Scan the entries below and return each line that contains "Copy".

(Stored data entries)
--

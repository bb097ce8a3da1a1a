//! Market Environment
//!
//! Stochastic generators standing in for the real markets. Each market has
//! true parameters the scout never sees directly, only through noisy
//! participant signals.

use crate::domain::{MarketId, Participant};
use crate::error::{Result, ScoutError};
use rand::prelude::*;
use rand_distr::Normal;
use serde::{Deserialize, Serialize};
use std::collections::BTreeMap;

/// True parameters of a market
#[derive(Debug, Clone, Copy, PartialEq, Serialize, Deserialize)]
pub struct MarketSpec {
    #[serde(alias = "market_id")]
    pub id: MarketId,
    /// Mean participant quality
    #[serde(alias = "mu_true")]
    pub true_mean: f64,
    /// Standard deviation of participant quality
    #[serde(alias = "sigma_true")]
    pub true_sd: f64,
    /// Standard deviation of the noise added to each signal
    pub signal_noise_sd: f64,
}

impl MarketSpec {
    pub fn new(id: u32, true_mean: f64, true_sd: f64, signal_noise_sd: f64) -> Self {
        Self {
            id: MarketId(id),
            true_mean,
            true_sd,
            signal_noise_sd,
        }
    }

    pub fn validate(&self) -> Result<()> {
        if !self.true_mean.is_finite() {
            return Err(ScoutError::InvalidMean {
                field: "true mean",
                value: self.true_mean,
            });
        }
        check_sd(self.id, "true sd", self.true_sd)?;
        check_sd(self.id, "signal noise sd", self.signal_noise_sd)?;
        Ok(())
    }
}

fn check_sd(market: MarketId, field: &'static str, value: f64) -> Result<()> {
    if value >= 0.0 && value.is_finite() {
        Ok(())
    } else {
        Err(ScoutError::InvalidStdDev {
            market,
            field,
            value,
        })
    }
}

/// A single market with its own random stream
#[derive(Debug)]
pub struct Market {
    spec: MarketSpec,
    quality: Normal<f64>,
    noise: Normal<f64>,
    rng: StdRng,
}

impl Market {
    /// Create a market; `None` seeds from entropy
    pub fn new(spec: MarketSpec, seed: Option<u64>) -> Result<Self> {
        spec.validate()?;

        let quality = Normal::new(spec.true_mean, spec.true_sd).map_err(|_| {
            ScoutError::InvalidStdDev {
                market: spec.id,
                field: "true sd",
                value: spec.true_sd,
            }
        })?;
        let noise = Normal::new(0.0, spec.signal_noise_sd).map_err(|_| {
            ScoutError::InvalidStdDev {
                market: spec.id,
                field: "signal noise sd",
                value: spec.signal_noise_sd,
            }
        })?;

        let rng = match seed {
            Some(seed) => StdRng::seed_from_u64(seed),
            None => StdRng::from_entropy(),
        };

        Ok(Self {
            spec,
            quality,
            noise,
            rng,
        })
    }

    pub fn id(&self) -> MarketId {
        self.spec.id
    }

    pub fn spec(&self) -> &MarketSpec {
        &self.spec
    }

    /// Draw `count` participants with quality ~ N(true_mean, true_sd^2)
    pub fn sample_participants(&mut self, count: usize) -> Vec<Participant> {
        (0..count)
            .map(|_| Participant::new(self.quality.sample(&mut self.rng)))
            .collect()
    }

    /// Attach a noisy signal to each participant and return the signals in order
    pub fn observe_signals(&mut self, participants: &mut [Participant]) -> Vec<f64> {
        participants
            .iter_mut()
            .map(|p| {
                let signal = p.quality + self.noise.sample(&mut self.rng);
                p.set_signal(signal);
                signal
            })
            .collect()
    }
}

/// Source of signals for the simulation driver
pub trait Environment {
    /// Market identifiers, ascending
    fn market_ids(&self) -> Vec<MarketId>;

    /// Sample `count` participants from a market and return their signals
    fn signals(&mut self, market_id: MarketId, count: usize) -> Result<Vec<f64>>;
}

/// Environment backed by simulated markets
#[derive(Debug)]
pub struct MarketEnvironment {
    markets: BTreeMap<MarketId, Market>,
}

impl MarketEnvironment {
    /// Build from already constructed markets
    pub fn new(markets: Vec<Market>) -> Result<Self> {
        if markets.is_empty() {
            return Err(ScoutError::EmptyMarkets);
        }

        let mut map = BTreeMap::new();
        for market in markets {
            let id = market.id();
            if map.insert(id, market).is_some() {
                return Err(ScoutError::DuplicateMarket(id));
            }
        }
        Ok(Self { markets: map })
    }

    /// Build from specs, drawing one child seed per market (ascending id)
    pub fn seeded<R: RngCore + ?Sized>(specs: &[MarketSpec], seeds: &mut R) -> Result<Self> {
        let mut sorted = specs.to_vec();
        sorted.sort_by_key(|s| s.id);

        let markets = sorted
            .into_iter()
            .map(|spec| Market::new(spec, Some(seeds.next_u64())))
            .collect::<Result<Vec<_>>>()?;

        Self::new(markets)
    }

    pub fn market(&self, market_id: MarketId) -> Option<&Market> {
        self.markets.get(&market_id)
    }

    pub fn len(&self) -> usize {
        self.markets.len()
    }

    pub fn is_empty(&self) -> bool {
        self.markets.is_empty()
    }
}

impl Environment for MarketEnvironment {
    fn market_ids(&self) -> Vec<MarketId> {
        self.markets.keys().copied().collect()
    }

    fn signals(&mut self, market_id: MarketId, count: usize) -> Result<Vec<f64>> {
        let market = self
            .markets
            .get_mut(&market_id)
            .ok_or(ScoutError::UnknownMarket(market_id))?;

        let mut participants = market.sample_participants(count);
        Ok(market.observe_signals(&mut participants))
    }
}

#[cfg(test)]
mod tests {
    use super::*;

    fn spec(id: u32, mean: f64) -> MarketSpec {
        MarketSpec::new(id, mean, 1.0, 0.5)
    }

    #[test]
    fn test_sample_participants_count() {
        let mut market = Market::new(spec(0, 1.0), Some(42)).unwrap();
        let players = market.sample_participants(10);
        assert_eq!(players.len(), 10);
        assert!(players.iter().all(|p| p.signal.is_none()));
    }

    #[test]
    fn test_signals_attached_in_order() {
        let mut market = Market::new(spec(0, 1.0), Some(42)).unwrap();
        let mut players = market.sample_participants(5);
        let signals = market.observe_signals(&mut players);

        assert_eq!(signals.len(), 5);
        for (p, s) in players.iter().zip(&signals) {
            assert_eq!(p.signal, Some(*s));
        }
    }

    #[test]
    fn test_zero_noise_signal_equals_quality() {
        let mut market = Market::new(MarketSpec::new(1, 2.0, 1.0, 0.0), Some(1)).unwrap();
        let mut players = market.sample_participants(20);
        let signals = market.observe_signals(&mut players);

        for (p, s) in players.iter().zip(signals) {
            assert_eq!(p.quality, s);
        }
    }

    #[test]
    fn test_empirical_mean_near_truth() {
        let mut market = Market::new(spec(0, 3.0), Some(7)).unwrap();
        let mut players = market.sample_participants(20_000);
        let signals = market.observe_signals(&mut players);

        let mean = signals.iter().sum::<f64>() / signals.len() as f64;
        let var = signals.iter().map(|s| (s - mean).powi(2)).sum::<f64>() / signals.len() as f64;

        assert!((mean - 3.0).abs() < 0.05, "signal mean {mean}");
        // quality variance 1.0 + noise variance 0.25
        assert!((var - 1.25).abs() < 0.08, "signal variance {var}");
    }

    #[test]
    fn test_deterministic_with_seed() {
        let mut m1 = Market::new(spec(0, 1.0), Some(99)).unwrap();
        let mut m2 = Market::new(spec(0, 1.0), Some(99)).unwrap();

        let mut p1 = m1.sample_participants(8);
        let mut p2 = m2.sample_participants(8);
        assert_eq!(m1.observe_signals(&mut p1), m2.observe_signals(&mut p2));
    }

    #[test]
    fn test_spec_validation() {
        assert!(MarketSpec::new(0, 1.0, -1.0, 0.5).validate().is_err());
        assert!(MarketSpec::new(0, 1.0, 1.0, f64::NAN).validate().is_err());
        assert!(MarketSpec::new(0, f64::INFINITY, 1.0, 0.5).validate().is_err());
        assert!(MarketSpec::new(0, 1.0, 0.0, 0.0).validate().is_ok());
    }

    #[test]
    fn test_environment_rejects_empty_and_duplicates() {
        assert!(matches!(
            MarketEnvironment::new(Vec::new()),
            Err(ScoutError::EmptyMarkets)
        ));

        let markets = vec![
            Market::new(spec(1, 1.0), Some(1)).unwrap(),
            Market::new(spec(1, 2.0), Some(2)).unwrap(),
        ];
        assert!(matches!(
            MarketEnvironment::new(markets),
            Err(ScoutError::DuplicateMarket(MarketId(1)))
        ));
    }

    #[test]
    fn test_environment_signals() {
        let mut seeds = StdRng::seed_from_u64(5);
        let specs = [spec(2, 3.0), spec(0, 1.0), spec(1, 2.0)];
        let mut env = MarketEnvironment::seeded(&specs, &mut seeds).unwrap();

        assert_eq!(env.market_ids(), vec![MarketId(0), MarketId(1), MarketId(2)]);
        assert_eq!(env.signals(MarketId(1), 10).unwrap().len(), 10);
        assert!(matches!(
            env.signals(MarketId(9), 10),
            Err(ScoutError::UnknownMarket(MarketId(9)))
        ));
    }

    #[test]
    fn test_spec_deserializes_legacy_field_names() {
        let json = r#"{"market_id": 3, "mu_true": 1.5, "sigma_true": 1.0, "signal_noise_sd": 0.5}"#;
        let spec: MarketSpec = serde_json::from_str(json).unwrap();
        assert_eq!(spec.id, MarketId(3));
        assert_eq!(spec.true_mean, 1.5);
    }
}
//! Market identifier

use serde::{Deserialize, Serialize};

/// Identifier of a market in the environment
///
/// Ordering matters: whenever two markets tie, the lowest id wins.
#[derive(Debug, Clone, Copy, PartialEq, Eq, PartialOrd, Ord, Hash, Serialize, Deserialize)]
#[serde(transparent)]
pub struct MarketId(pub u32);

impl MarketId {
    pub fn new(id: u32) -> Self {
        Self(id)
    }

    pub fn value(&self) -> u32 {
        self.0
    }
}

impl From<u32> for MarketId {
    fn from(id: u32) -> Self {
        Self(id)
    }
}

impl std::fmt::Display for MarketId {
    fn fmt(&self, f: &mut std::fmt::Formatter<'_>) -> std::fmt::Result {
        write!(f, "{}", self.0)
    }
}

--

§ Exercise result:
#[derive(Debug, Clone, Copy, PartialEq, Serialize, Deserialize)]
#[derive(Debug, Clone, Copy, PartialEq, Eq, PartialOrd, Ord, Hash, Serialize, Deserialize)]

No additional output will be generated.